Zeta potential (mV) Degree of coagulation

from +3 to 0 Maximum

from -1 to -4 Excellent

from -5 to -10 Fair

from -11 to -20 Poor

from -21 to -30 Virtually none

(Source: Shammas, 2005)

According to Table 2.6 and 2.7, the magnitude of the zeta potential indicates the potential stability of a colloidal system. If all the particles in a suspension have a large negative or positive zeta potential, then they will tend to repel each other and no tendency for the particles to come together will occur. However, if the particles have low zeta potential values, then no force will prevent the particles from coming together and flocculating. As this electric potential approaches zero, particles tend to aggregate. Therefore, a lower zeta potential means a more effective coagulation.

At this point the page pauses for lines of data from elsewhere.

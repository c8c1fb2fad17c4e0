//! Router tests for the events table UI over an in-memory row store.

use std::sync::Arc;

use axum::body::Body;
use axum::http::{header, Request, StatusCode};
use axum::Router;
use chrono::{NaiveDate, NaiveTime};
use http_body_util::BodyExt;
use tower::ServiceExt;

use planner_store::{EventRowStore, MemoryEventRowStore, NewEventRow};
use planner_web::{build_router, AppState};

fn app(store: Arc<MemoryEventRowStore>) -> Router {
    build_router(AppState { rows: store })
}

struct Reply {
    status: StatusCode,
    location: Option<String>,
    body: String,
}

async fn send(app: &Router, request: Request<Body>) -> Reply {
    let response = app.clone().oneshot(request).await.unwrap();
    let status = response.status();
    let location = response
        .headers()
        .get(header::LOCATION)
        .map(|v| v.to_str().unwrap().to_string());
    let bytes = response.into_body().collect().await.unwrap().to_bytes();
    Reply {
        status,
        location,
        body: String::from_utf8(bytes.to_vec()).unwrap(),
    }
}

fn get(uri: &str) -> Request<Body> {
    Request::builder().uri(uri).body(Body::empty()).unwrap()
}

fn post_form(uri: &str, body: &str) -> Request<Body> {
    Request::builder()
        .method("POST")
        .uri(uri)
        .header("content-type", "application/x-www-form-urlencoded")
        .body(Body::from(body.to_string()))
        .unwrap()
}

fn new_row(title: &str, day: u32, hour: u32) -> NewEventRow {
    NewEventRow {
        title: title.to_string(),
        date: NaiveDate::from_ymd_opt(2027, 5, day).unwrap(),
        time: NaiveTime::from_hms_opt(hour, 0, 0).unwrap(),
        location: "Hong Kong".to_string(),
        description: None,
    }
}

#[tokio::test]
async fn page_lists_rows_in_date_order() {
    let store = Arc::new(MemoryEventRowStore::new());
    store.create(&new_row("Gala Dinner", 24, 19)).await.unwrap();
    store.create(&new_row("Welcome Reception", 21, 18)).await.unwrap();
    let app = app(store);

    let reply = send(&app, get("/")).await;
    assert_eq!(reply.status, StatusCode::OK);

    let welcome = reply.body.find("Welcome Reception").unwrap();
    let gala = reply.body.find("Gala Dinner").unwrap();
    assert!(welcome < gala);
    assert!(reply.body.contains("Fri 21 May 2027"));
}

#[tokio::test]
async fn create_redirects_and_stores_row() {
    let store = Arc::new(MemoryEventRowStore::new());
    let app = app(store.clone());

    let reply = send(
        &app,
        post_form(
            "/events",
            "title=Star+Ferry&date=2027-05-22&time=12%3A30&location=Pier+7&description=Canapes",
        ),
    )
    .await;
    assert_eq!(reply.status, StatusCode::SEE_OTHER);
    assert_eq!(reply.location.as_deref(), Some("/?status=created"));

    let rows = store.list().await.unwrap();
    assert_eq!(rows.len(), 1);
    assert_eq!(rows[0].title, "Star Ferry");
    assert_eq!(rows[0].time, NaiveTime::from_hms_opt(12, 30, 0).unwrap());
    assert_eq!(rows[0].description.as_deref(), Some("Canapes"));

    let reply = send(&app, get("/?status=created")).await;
    assert!(reply.body.contains("Event added."));
}

#[tokio::test]
async fn empty_title_shows_inline_error_and_writes_nothing() {
    let store = Arc::new(MemoryEventRowStore::new());
    let app = app(store.clone());

    let reply = send(
        &app,
        post_form("/events", "title=&date=2027-05-22&time=12%3A30&location=Pier+7"),
    )
    .await;
    assert_eq!(reply.status, StatusCode::OK);
    assert!(reply.body.contains("Title and location are required."));
    // The rejected values are shown back in the form.
    assert!(reply.body.contains(r#"value="Pier 7""#));
    assert!(store.list().await.unwrap().is_empty());
}

#[tokio::test]
async fn edit_query_renders_inline_form() {
    let store = Arc::new(MemoryEventRowStore::new());
    let created = store.create(&new_row("Dim Sum", 24, 12)).await.unwrap();
    let app = app(store);

    let reply = send(&app, get(&format!("/?edit={}", created.id))).await;
    assert_eq!(reply.status, StatusCode::OK);
    assert!(reply.body.contains(&format!(r#"action="/events/{}""#, created.id)));
    assert!(reply.body.contains(r#"value="2027-05-24""#));
    assert!(reply.body.contains(r#"value="12:00""#));
}

#[tokio::test]
async fn blank_or_garbled_edit_param_still_renders_table() {
    let store = Arc::new(MemoryEventRowStore::new());
    let created = store.create(&new_row("Dim Sum", 24, 12)).await.unwrap();
    let app = app(store);

    for uri in ["/?edit=", "/?edit=abc", "/?status=created&edit="] {
        let reply = send(&app, get(uri)).await;
        assert_eq!(reply.status, StatusCode::OK, "{uri}");
        assert!(reply.body.contains("Dim Sum"), "{uri}");
        assert!(!reply.body.contains(&format!(r#"action="/events/{}""#, created.id)), "{uri}");
    }

    let reply = send(&app, get("/?status=created&edit=")).await;
    assert!(reply.body.contains("Event added."));
}

#[tokio::test]
async fn update_changes_row() {
    let store = Arc::new(MemoryEventRowStore::new());
    let created = store.create(&new_row("Dim Sum", 24, 12)).await.unwrap();
    let app = app(store.clone());

    let reply = send(
        &app,
        post_form(
            &format!("/events/{}", created.id),
            "title=Dim+Sum+Lunch&date=2027-05-24&time=13%3A00&location=Maxim%27s",
        ),
    )
    .await;
    assert_eq!(reply.status, StatusCode::SEE_OTHER);
    assert_eq!(reply.location.as_deref(), Some("/?status=updated"));

    let row = store.get(created.id).await.unwrap().unwrap();
    assert_eq!(row.title, "Dim Sum Lunch");
    assert_eq!(row.location, "Maxim's");
    assert_eq!(row.time, NaiveTime::from_hms_opt(13, 0, 0).unwrap());
}

#[tokio::test]
async fn rejected_update_keeps_edit_form_open() {
    let store = Arc::new(MemoryEventRowStore::new());
    let created = store.create(&new_row("Dim Sum", 24, 12)).await.unwrap();
    let app = app(store.clone());

    let reply = send(
        &app,
        post_form(
            &format!("/events/{}", created.id),
            "title=Dim+Sum&date=2027-05-24&time=13%3A00&location=",
        ),
    )
    .await;
    assert_eq!(reply.status, StatusCode::OK);
    assert!(reply.body.contains("Title and location are required."));
    assert!(reply.body.contains(&format!(r#"action="/events/{}""#, created.id)));
    assert!(reply.body.contains(r#"value="13:00""#));
    assert_eq!(store.get(created.id).await.unwrap().unwrap().location, "Hong Kong");
}

#[tokio::test]
async fn update_of_missing_id_creates_nothing() {
    let store = Arc::new(MemoryEventRowStore::new());
    let app = app(store.clone());

    let reply = send(
        &app,
        post_form(
            "/events/42",
            "title=Ghost&date=2027-05-24&time=13%3A00&location=Nowhere",
        ),
    )
    .await;
    assert_eq!(reply.status, StatusCode::SEE_OTHER);
    assert_eq!(reply.location.as_deref(), Some("/"));
    assert!(store.list().await.unwrap().is_empty());
}

#[tokio::test]
async fn delete_removes_row_and_missing_id_is_harmless() {
    let store = Arc::new(MemoryEventRowStore::new());
    let keep = store.create(&new_row("Keep", 22, 9)).await.unwrap();
    let gone = store.create(&new_row("Gone", 22, 10)).await.unwrap();
    let app = app(store.clone());

    let reply = send(&app, post_form("/events/999/delete", "")).await;
    assert_eq!(reply.status, StatusCode::SEE_OTHER);
    assert_eq!(store.list().await.unwrap().len(), 2);

    let reply = send(&app, post_form(&format!("/events/{}/delete", gone.id), "")).await;
    assert_eq!(reply.location.as_deref(), Some("/?status=deleted"));
    assert_eq!(store.list().await.unwrap(), vec![keep]);
}

#[tokio::test]
async fn health_is_ok() {
    let app = app(Arc::new(MemoryEventRowStore::new()));
    let reply = send(&app, get("/health")).await;
    assert_eq!(reply.status, StatusCode::OK);
    assert_eq!(reply.body, "ok");
}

Nevertheless, there are other coagulation mechanisms than charge destabilization which will be discussed in Section 2.14. Hence, indication of coagulation performance by zeta potential is only appropriate if charge destabilization is the predominant coagulation mechanism (Bratby, 2006). Deviation of zeta potential from zero to optimum coagulation conditions indicates other coagulation mechanisms surmount the coagulation process, not charge neutralization (Eikebrokk, Juhna and Østerhus, 2006).

2.8.2.2 DLVO Theory

Developed in the 1940s, DLVO theory deals with the stability of colloidal systems. According to DLVO theory, colloidal stability can be predicted by considering van der Waals and electrical double layer interactions. It calculates the balance of two opposing forces between charged colloidal particles, namely van der Waals attraction (attraction forces) and electrostatic repulsion (repulsive forces) (Binks and Horozov, 2006; Pashley and Karaman, 2004; Gregory and Duan, 2001).

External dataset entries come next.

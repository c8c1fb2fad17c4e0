//! Server-rendered events table: an add form plus inline edit and delete
//! per row.

pub mod pages;
pub mod templates;

pub use pages::{build_router, AppState};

Prediction of this model is in line with the Schulze-Hardy rule, which emphasizes the dependence of colloid stability or coagulations on the added electrolyte‟s concentration and valency (Tadros, 2007; Shammas 2005).

In water, colloidal particles collide with water molecules constantly and randomly, termed as Brownian movement. As particles with similar charges approach one another, the repulsive electrostatic forces increase to keep them separated. However, if they can neutralize the electrokinetic potential, then the attractive van der Waals force will dominate and the particles will remain close

together, forming larger flocs (in agreement with aforementioned zeta potential concept). In this case, coagulant can be introduced into the wastewater to do the trick.